There are more new home mortgage loan packages today than ever before. The ability to find new and creative ways to finance homes is what makes it possible for more people to own their homes.  But before you sign the dotted line, actually before you even apply, its extremely important that you find out what the best mortgage loan type is best for you and your family.

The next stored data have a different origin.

//! Configuration error types

use thiserror::Error;

/// Errors that can occur during configuration loading
#[derive(Debug, Error)]
pub enum ConfigError {
    #[error("Configuration loading failed: {0}")]
    LoadError(#[from] config::ConfigError),

    #[error("Validation failed: {0}")]
    ValidationFailed(#[from] ValidationError),
}

/// Errors that can occur during configuration validation
#[derive(Debug, Error)]
pub enum ValidationError {
    #[error("Required configuration missing: {0}")]
    MissingRequired(&'static str),

    #[error("Invalid port number")]
    InvalidPort,

    #[error("Invalid request timeout")]
    InvalidTimeout,

    #[error("Invalid database URL format")]
    InvalidDatabaseUrl,

    #[error("Pool min_connections exceeds max_connections")]
    InvalidPoolSize,

    #[error("Pool size exceeds maximum allowed (100)")]
    PoolSizeTooLarge,

    #[error("Webhook secret is too short")]
    WebhookSecretTooShort,

    #[error("Website id must not be empty")]
    MissingWebsiteId,
}
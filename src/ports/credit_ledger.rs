//! CreditLedger port - atomic balance changes with idempotency keys.
//!
//! The generation pipeline consumes credits through this port; the
//! reconciliation path grants them through `OrderRepository::settle_paid`.
//! Every operation that writes must couple the ledger append and the
//! cached-balance update in one transaction, with the idempotency-key
//! check inside the same transaction - a separate check-then-append would
//! race with concurrent retries.

use async_trait::async_trait;

use crate::domain::billing::{LedgerEntryKind, LedgerError};
use crate::domain::foundation::UserId;

/// Inputs for a credit (balance increase).
#[derive(Debug, Clone)]
pub struct CreditCommand {
    pub user_id: UserId,
    /// Positive number of credits to grant.
    pub amount: i64,
    pub kind: LedgerEntryKind,
    pub reason: String,
    /// A repeated key makes the operation a no-op returning the current
    /// balance.
    pub idempotency_key: Option<String>,
}

/// Inputs for a debit (balance decrease).
#[derive(Debug, Clone)]
pub struct DebitCommand {
    pub user_id: UserId,
    /// Positive number of credits to consume.
    pub amount: i64,
    pub reason: String,
    /// A repeated key makes the operation a no-op returning the current
    /// balance.
    pub idempotency_key: Option<String>,
}

/// Port for the append-only credit ledger.
///
/// Implementations must guarantee that for any non-null idempotency key at
/// most one ledger entry ever exists, and that `users.credits` always
/// equals the running sum of the user's entries.
#[async_trait]
pub trait CreditLedger: Send + Sync {
    /// Grant credits. Returns the balance after the operation.
    async fn credit(&self, cmd: CreditCommand) -> Result<i64, LedgerError>;

    /// Consume credits. Returns the balance after the operation.
    ///
    /// The balance check and the decrement are one atomic step; under
    /// concurrent debits the sum of successful debits never exceeds the
    /// starting balance.
    ///
    /// # Errors
    ///
    /// `LedgerError::InsufficientCredits` when the balance is lower than
    /// `cmd.amount`; no entry is written.
    async fn debit(&self, cmd: DebitCommand) -> Result<i64, LedgerError>;

    /// Current cached balance.
    async fn balance(&self, user_id: UserId) -> Result<i64, LedgerError>;

    /// True if an entry with this idempotency key exists.
    async fn exists_by_key(&self, idempotency_key: &str) -> Result<bool, LedgerError>;
}
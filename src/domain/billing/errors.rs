//! Billing error types.
//!
//! Defines the error conditions of webhook reconciliation and the credit
//! ledger, with HTTP status code mapping and retryability semantics. The
//! status codes drive the provider's retry behavior, so only genuinely
//! retryable failures may map to 5xx.

use axum::http::StatusCode;
use thiserror::Error;

use crate::domain::foundation::DomainError;

/// Errors that occur during webhook processing.
///
/// Business-rule rejections (scope mismatch, unknown order, amount
/// mismatch) are NOT errors; they are recorded as terminal event-marker
/// statuses and acknowledged with 200.
#[derive(Debug, Error)]
pub enum WebhookError {
    /// Webhook signature verification failed.
    #[error("Invalid signature")]
    InvalidSignature,

    /// Signature header absent from the request.
    #[error("Missing signature header")]
    MissingSignature,

    /// Failed to parse the webhook payload.
    #[error("Parse error: {0}")]
    ParseError(String),

    /// Provider omitted the event id; deduplication is impossible.
    #[error("Missing event id")]
    MissingEventId,

    /// Required field missing from the webhook payload.
    #[error("Missing field: {0}")]
    MissingField(&'static str),

    /// Database operation failed.
    #[error("Database error: {0}")]
    Database(String),
}

impl WebhookError {
    /// Returns true if the provider should retry delivering this webhook.
    pub fn is_retryable(&self) -> bool {
        matches!(self, WebhookError::Database(_))
    }

    /// Maps the error to an appropriate HTTP status code.
    ///
    /// - 4xx: rejected, the provider must not retry
    /// - 5xx: transient, the provider retries and re-enters the
    ///   idempotent path
    pub fn status_code(&self) -> StatusCode {
        match self {
            WebhookError::InvalidSignature
            | WebhookError::MissingSignature
            | WebhookError::ParseError(_)
            | WebhookError::MissingEventId
            | WebhookError::MissingField(_) => StatusCode::BAD_REQUEST,

            WebhookError::Database(_) => StatusCode::INTERNAL_SERVER_ERROR,
        }
    }
}

impl From<DomainError> for WebhookError {
    fn from(err: DomainError) -> Self {
        WebhookError::Database(err.to_string())
    }
}

/// Errors that occur on the credit ledger.
#[derive(Debug, Error)]
pub enum LedgerError {
    /// Balance is lower than the requested debit.
    #[error("Insufficient credits: {available} available, {requested} requested")]
    InsufficientCredits { available: i64, requested: i64 },

    /// Credit or debit amount was zero or negative.
    #[error("Amount must be positive, got {0}")]
    InvalidAmount(i64),

    /// Referenced user does not exist.
    #[error("User not found")]
    UserNotFound,

    /// Database operation failed.
    #[error("Database error: {0}")]
    Database(String),
}

impl LedgerError {
    /// Maps the error to an appropriate HTTP status code.
    pub fn status_code(&self) -> StatusCode {
        match self {
            LedgerError::InsufficientCredits { .. } => StatusCode::PAYMENT_REQUIRED,
            LedgerError::InvalidAmount(_) => StatusCode::BAD_REQUEST,
            LedgerError::UserNotFound => StatusCode::NOT_FOUND,
            LedgerError::Database(_) => StatusCode::INTERNAL_SERVER_ERROR,
        }
    }
}

impl From<DomainError> for LedgerError {
    fn from(err: DomainError) -> Self {
        LedgerError::Database(err.to_string())
    }
}
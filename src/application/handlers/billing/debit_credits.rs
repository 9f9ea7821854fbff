//! DebitCreditsHandler - Command handler for consuming generation credits.
//!
//! Consumed in-process by the generation pipeline: debit before the run,
//! and if the run fails after the debit committed, compensate with a
//! refund entry under a fresh idempotency key tied to the same request.
//! The compensation is an explicit corrective entry, not a rollback - the
//! original debit stays in the ledger.

use std::sync::Arc;

use tracing::{info, warn};

use crate::domain::billing::{refund_key, usage_key, LedgerEntryKind, LedgerError};
use crate::domain::foundation::UserId;
use crate::ports::{CreditCommand, CreditLedger, DebitCommand};

/// Command to debit credits for a generation run.
#[derive(Debug, Clone)]
pub struct DebitCreditsCommand {
    pub user_id: UserId,
    /// Credits the run costs.
    pub amount: i64,
    /// Human-readable reason recorded on the ledger entry.
    pub reason: String,
    /// Id of the generation request; retries of the same request replay
    /// instead of double-debiting, and the compensating refund is keyed
    /// off it too.
    pub request_id: String,
}

/// Result of a debit.
#[derive(Debug, Clone)]
pub struct DebitCreditsResult {
    pub balance: i64,
}

/// Handler for consuming and compensating generation credits.
pub struct DebitCreditsHandler {
    ledger: Arc<dyn CreditLedger>,
}

impl DebitCreditsHandler {
    pub fn new(ledger: Arc<dyn CreditLedger>) -> Self {
        Self { ledger }
    }

    /// Debit credits for a generation run.
    ///
    /// # Errors
    ///
    /// `LedgerError::InsufficientCredits` when the balance cannot cover
    /// the run; nothing is written.
    pub async fn handle(&self, cmd: DebitCreditsCommand) -> Result<DebitCreditsResult, LedgerError> {
        let balance = self
            .ledger
            .debit(DebitCommand {
                user_id: cmd.user_id,
                amount: cmd.amount,
                reason: cmd.reason,
                idempotency_key: Some(usage_key(&cmd.request_id)),
            })
            .await?;

        info!(
            user_id = %cmd.user_id,
            request_id = %cmd.request_id,
            amount = cmd.amount,
            balance,
            "credits debited"
        );

        Ok(DebitCreditsResult { balance })
    }

    /// Compensate a committed debit after the downstream run failed.
    ///
    /// Idempotent per request id; replaying a compensation changes
    /// nothing.
    pub async fn refund(&self, cmd: DebitCreditsCommand) -> Result<DebitCreditsResult, LedgerError> {
        let balance = self
            .ledger
            .credit(CreditCommand {
                user_id: cmd.user_id,
                amount: cmd.amount,
                kind: LedgerEntryKind::Refund,
                reason: format!("Refund for failed request {}", cmd.request_id),
                idempotency_key: Some(refund_key(&cmd.request_id)),
            })
            .await?;

        warn!(
            user_id = %cmd.user_id,
            request_id = %cmd.request_id,
            amount = cmd.amount,
            balance,
            "debit compensated after downstream failure"
        );

        Ok(DebitCreditsResult { balance })
    }
}

#[cfg(test)]
mod tests {
    use super::*;
    use async_trait::async_trait;
    use std::collections::HashMap;
    use std::sync::Mutex;

    // ══════════════════════════════════════════════════════════════
    // Test Infrastructure
    // ══════════════════════════════════════════════════════════════

    /// In-memory ledger mirroring the Postgres semantics.
    struct MockLedger {
        balances: Mutex<HashMap<i64, i64>>,
        keys: Mutex<Vec<String>>,
    }

    impl MockLedger {
        fn with_balance(user_id: i64, balance: i64) -> Self {
            let ledger = Self {
                balances: Mutex::new(HashMap::new()),
                keys: Mutex::new(Vec::new()),
            };
            ledger.balances.lock().unwrap().insert(user_id, balance);
            ledger
        }

        fn entry_count(&self) -> usize {
            self.keys.lock().unwrap().len()
        }
    }

    #[async_trait]
    impl CreditLedger for MockLedger {
        async fn credit(&self, cmd: CreditCommand) -> Result<i64, LedgerError> {
            let mut balances = self.balances.lock().unwrap();
            let mut keys = self.keys.lock().unwrap();
            let balance = balances.get_mut(&cmd.user_id.as_i64()).ok_or(LedgerError::UserNotFound)?;

            if let Some(key) = &cmd.idempotency_key {
                if keys.contains(key) {
                    return Ok(*balance);
                }
                keys.push(key.clone());
            }
            *balance += cmd.amount;
            Ok(*balance)
        }

        async fn debit(&self, cmd: DebitCommand) -> Result<i64, LedgerError> {
            let mut balances = self.balances.lock().unwrap();
            let mut keys = self.keys.lock().unwrap();
            let balance = balances.get_mut(&cmd.user_id.as_i64()).ok_or(LedgerError::UserNotFound)?;

            if let Some(key) = &cmd.idempotency_key {
                if keys.contains(key) {
                    return Ok(*balance);
                }
            }
            if *balance < cmd.amount {
                return Err(LedgerError::InsufficientCredits {
                    available: *balance,
                    requested: cmd.amount,
                });
            }
            if let Some(key) = cmd.idempotency_key {
                keys.push(key);
            }
            *balance -= cmd.amount;
            Ok(*balance)
        }

        async fn balance(&self, user_id: UserId) -> Result<i64, LedgerError> {
            self.balances
                .lock()
                .unwrap()
                .get(&user_id.as_i64())
                .copied()
                .ok_or(LedgerError::UserNotFound)
        }

        async fn exists_by_key(&self, key: &str) -> Result<bool, LedgerError> {
            Ok(self.keys.lock().unwrap().iter().any(|k| k == key))
        }
    }

    fn cmd(amount: i64) -> DebitCreditsCommand {
        DebitCreditsCommand {
            user_id: UserId::new(20).unwrap(),
            amount,
            reason: "site generation".to_string(),
            request_id: "req_1".to_string(),
        }
    }

    // ══════════════════════════════════════════════════════════════
    // Debit Tests
    // ══════════════════════════════════════════════════════════════

    #[tokio::test]
    async fn debit_reduces_balance() {
        let ledger = Arc::new(MockLedger::with_balance(20, 10));
        let handler = DebitCreditsHandler::new(ledger);

        let result = handler.handle(cmd(3)).await.unwrap();
        assert_eq!(result.balance, 7);
    }

    #[tokio::test]
    async fn overdraw_fails_without_writing() {
        let ledger = Arc::new(MockLedger::with_balance(20, 5));
        let handler = DebitCreditsHandler::new(ledger.clone());

        let result = handler.handle(cmd(10)).await;

        assert!(matches!(
            result,
            Err(LedgerError::InsufficientCredits {
                available: 5,
                requested: 10,
            })
        ));
        assert_eq!(ledger.entry_count(), 0);
        assert_eq!(
            ledger.balance(UserId::new(20).unwrap()).await.unwrap(),
            5
        );
    }

    #[tokio::test]
    async fn retried_debit_replays_instead_of_double_debiting() {
        let ledger = Arc::new(MockLedger::with_balance(20, 10));
        let handler = DebitCreditsHandler::new(ledger);

        handler.handle(cmd(3)).await.unwrap();
        let replay = handler.handle(cmd(3)).await.unwrap();

        assert_eq!(replay.balance, 7);
    }

    // ══════════════════════════════════════════════════════════════
    // Compensation Tests
    // ══════════════════════════════════════════════════════════════

    #[tokio::test]
    async fn refund_restores_balance_once() {
        let ledger = Arc::new(MockLedger::with_balance(20, 10));
        let handler = DebitCreditsHandler::new(ledger);

        handler.handle(cmd(3)).await.unwrap();
        let refunded = handler.refund(cmd(3)).await.unwrap();
        assert_eq!(refunded.balance, 10);

        // Replayed compensation changes nothing.
        let replayed = handler.refund(cmd(3)).await.unwrap();
        assert_eq!(replayed.balance, 10);
    }
}
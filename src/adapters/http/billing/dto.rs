//! HTTP DTOs (Data Transfer Objects) for billing endpoints.
//!
//! These types define the JSON request/response structure for the billing
//! API. Client-facing responses use a uniform `{success, data, error}`
//! envelope; the webhook endpoint answers in the provider's own
//! vocabulary.

use serde::{Deserialize, Serialize};

use crate::domain::billing::{Order, OrderStatus};

// ════════════════════════════════════════════════════════════════════════════════
// Request DTOs
// ════════════════════════════════════════════════════════════════════════════════

/// Request to record a purchase order issued by the checkout flow.
#[derive(Debug, Clone, Deserialize)]
pub struct CreateOrderRequest {
    /// Provider-assigned order id.
    pub order_id: String,
    /// Charged amount in minor currency units.
    pub amount: i64,
    /// Credits to grant once the payment is captured.
    pub credits: i64,
}

/// Request to verify a client-side payment confirmation.
#[derive(Debug, Clone, Deserialize)]
pub struct VerifyPaymentRequest {
    pub order_id: String,
    pub payment_id: String,
    /// Hex HMAC over `order_id|payment_id` from the checkout flow.
    pub signature: String,
}

// ════════════════════════════════════════════════════════════════════════════════
// Response DTOs
// ════════════════════════════════════════════════════════════════════════════════

/// Uniform client-facing response envelope.
#[derive(Debug, Clone, Serialize)]
pub struct ApiResponse<T: Serialize> {
    pub success: bool,

    #[serde(skip_serializing_if = "Option::is_none")]
    pub data: Option<T>,

    #[serde(skip_serializing_if = "Option::is_none")]
    pub error: Option<ErrorBody>,
}

impl<T: Serialize> ApiResponse<T> {
    /// Successful envelope carrying a payload.
    pub fn ok(data: T) -> Self {
        Self {
            success: true,
            data: Some(data),
            error: None,
        }
    }

    /// Failure envelope carrying an error body.
    pub fn error(code: impl Into<String>, message: impl Into<String>) -> Self {
        Self {
            success: false,
            data: None,
            error: Some(ErrorBody {
                code: code.into(),
                message: message.into(),
            }),
        }
    }
}

/// Machine-readable error payload.
#[derive(Debug, Clone, Serialize)]
pub struct ErrorBody {
    pub code: String,
    pub message: String,
}

/// Recorded order details.
#[derive(Debug, Clone, Serialize)]
pub struct OrderResponse {
    pub order_id: String,
    pub amount: i64,
    pub credits_requested: i64,
    pub status: OrderStatus,
}

impl From<Order> for OrderResponse {
    fn from(order: Order) -> Self {
        Self {
            order_id: order.order_id,
            amount: order.amount,
            credits_requested: order.credits_requested,
            status: order.status,
        }
    }
}

/// Verify endpoint payload: balance plus the deferred-crediting note.
#[derive(Debug, Clone, Serialize)]
pub struct VerifyPaymentResponse {
    pub credits: i64,
    pub message: String,
}

/// Balance query payload.
#[derive(Debug, Clone, Serialize)]
pub struct BalanceResponse {
    pub credits: i64,
}

/// Acknowledgement body returned to the provider.
#[derive(Debug, Clone, Serialize)]
pub struct WebhookAck {
    pub received: bool,
}
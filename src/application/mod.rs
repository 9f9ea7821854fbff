//! Application layer - Commands, Queries, and Handlers.
//!
//! This layer orchestrates domain operations and coordinates between ports.
//! Following CQRS, it separates command handlers (write) from query handlers (read).

pub mod handlers;

pub use handlers::billing::{
    // Webhook pipeline
    HandleProviderWebhookCommand, HandleProviderWebhookHandler, HandleProviderWebhookResult,
    // Client verify path
    VerifyPaymentCommand, VerifyPaymentError, VerifyPaymentHandler, VerifyPaymentResult,
    // Orders
    CreateOrderCommand, CreateOrderHandler, CreateOrderResult,
    // Credit service
    CreditCreditsCommand, CreditCreditsHandler, CreditCreditsResult,
    DebitCreditsCommand, DebitCreditsHandler, DebitCreditsResult,
    GetBalanceHandler, GetBalanceQuery, GetBalanceResult,
};
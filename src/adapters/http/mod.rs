//! HTTP adapters - REST API implementations.

pub mod billing;

// Re-export key types for convenience
pub use billing::billing_router;
pub use billing::BillingAppState;
//! Server configuration

use serde::Deserialize;
use std::net::SocketAddr;

use super::error::ValidationError;

/// Server configuration
#[derive(Debug, Clone, Deserialize)]
pub struct ServerConfig {
    /// Host address to bind to
    #[serde(default = "default_host")]
    pub host: String,

    /// Port to listen on
    #[serde(default = "default_port")]
    pub port: u16,

    /// Environment name
    #[serde(default = "default_environment")]
    pub environment: Environment,

    /// Rust log filter directive
    #[serde(default = "default_log_level")]
    pub log_level: String,

    /// Request timeout in seconds
    #[serde(default = "default_request_timeout")]
    pub request_timeout_secs: u64,

    /// CORS allowed origins (comma-separated)
    pub cors_origins: Option<String>,
}

/// Application environment
#[derive(Debug, Clone, Deserialize, PartialEq, Eq, Default)]
#[serde(rename_all = "lowercase")]
pub enum Environment {
    #[default]
    Development,
    Staging,
    Production,
}

impl ServerConfig {
    /// Get the socket address to bind to
    pub fn socket_addr(&self) -> Result<SocketAddr, ValidationError> {
        format!("{}:{}", self.host, self.port)
            .parse()
            .map_err(|_| ValidationError::InvalidPort)
    }

    /// Check if running in production
    pub fn is_production(&self) -> bool {
        self.environment == Environment::Production
    }

    /// Get CORS origins as a vector
    pub fn cors_origins_list(&self) -> Vec<String> {
        self.cors_origins
            .as_ref()
            .map(|s| s.split(',').map(|s| s.trim().to_string()).collect())
            .unwrap_or_default()
    }

    /// Validate server configuration
    pub fn validate(&self) -> Result<(), ValidationError> {
        if self.port == 0 {
            return Err(ValidationError::InvalidPort);
        }
        if self.request_timeout_secs == 0 || self.request_timeout_secs > 300 {
            return Err(ValidationError::InvalidTimeout);
        }
        Ok(())
    }
}

impl Default for ServerConfig {
    fn default() -> Self {
        Self {
            host: default_host(),
            port: default_port(),
            environment: default_environment(),
            log_level: default_log_level(),
            request_timeout_secs: default_request_timeout(),
            cors_origins: None,
        }
    }
}

fn default_host() -> String {
    "0.0.0.0".to_string()
}

fn default_port() -> u16 {
    8080
}

fn default_environment() -> Environment {
    Environment::Development
}

fn default_log_level() -> String {
    "info,sitesmith=debug,sqlx=warn".to_string()
}

fn default_request_timeout() -> u64 {
    30
}

#[cfg(test)]
mod tests {
    use super::*;

    #[test]
    fn test_server_config_defaults() {
        let config = ServerConfig::default();
        assert_eq!(config.host, "0.0.0.0");
        assert_eq!(config.port, 8080);
        assert_eq!(config.environment, Environment::Development);
    }

    #[test]
    fn test_socket_addr() {
        let config = ServerConfig {
            host: "127.0.0.1".to_string(),
            port: 3000,
            ..Default::default()
        };
        let addr = config.socket_addr().unwrap();
        assert_eq!(addr.to_string(), "127.0.0.1:3000");
    }

    #[test]
    fn test_is_production() {
        let mut config = ServerConfig::default();
        assert!(!config.is_production());

        config.environment = Environment::Production;
        assert!(config.is_production());
    }

    #[test]
    fn test_cors_origins_parsing() {
        let config = ServerConfig {
            cors_origins: Some("http://localhost:5173, http://localhost:3000".to_string()),
            ..Default::default()
        };
        let origins = config.cors_origins_list();
        assert_eq!(origins.len(), 2);
        assert_eq!(origins[0], "http://localhost:5173");
    }

    #[test]
    fn test_validation_invalid_port() {
        let config = ServerConfig {
            port: 0,
            ..Default::default()
        };
        assert!(config.validate().is_err());
    }

    #[test]
    fn test_validation_invalid_timeout() {
        let config = ServerConfig {
            request_timeout_secs: 0,
            ..Default::default()
        };
        assert!(config.validate().is_err());

        let config = ServerConfig {
            request_timeout_secs: 500,
            ..Default::default()
        };
        assert!(config.validate().is_err());
    }
}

Here is a list and explanation of mortgage types…

Adjustable rate mortgage

As lenders became more concerned about increasing upward trends in home mortgage rates, they searched for a way to lessen the impact on the reserves available. Because the lenders were locked into low interests rates loans and the ability to borrow money themselves was tied to the rising prime rate, they began promoting the adjustable rate mortgage for their home mortgage loans. The ARM floats to various economic indicators so that if the cost of money goes up, so does the amount the borrower will pay on their existing loan. Conversely, if the price of money goes down, the lender has the option of adjusting the loan payment downward.

Fixed Rate Mortgage

As the name suggest, the fixed rate mortgage is a new home mortgage that remains at the original rate during the entire term or mortgage. It is typically a rate that is somewhat higher than the rate available with an adjustable rate mortgage to allow the lender some leeway for climbing interest rates making it impossible to meet future mortgage payment amounts. The lender, on the other hand may have the ability to make further loans compromised if interest rates climb.

Balloon Mortgage

A balloon payment as part of the home mortgage is a larger than normal payment applied to the mortgage, usually at some point in the future in order to reduce the amount of payments early in the mortgage term. A balloon payment may also apply to the payoff amount of the mortgage with the expectation that the borrower will renegotiate the terms of the mortgage loan at that point. This can be a helpful mortgage tool if the desire is to improve credit so as to get a better rate in two years or four years, or whenever the balloon payment is due. It can also be a negative factor if the balloon payment comes due.

Negative equity mortgage

Unless the borrower understand the type of mortgage which they are taking on, he or she can end up with negative equity after paying mortgage payments for two or three years. This occurs when the borrower arranges for a loan payment that is not large enough to completely cover the periodic interest due to the loan. In this type of new home mortgage, the unpaid interest is added to the principal each month and the principal increases. This is known as negative equity in the house. Small monthly payments may seem like a good way to purchase a new home, but if you pay several months or years and owe more at the end of the period than when you started, it can make it even more difficult to refinance the mortgage.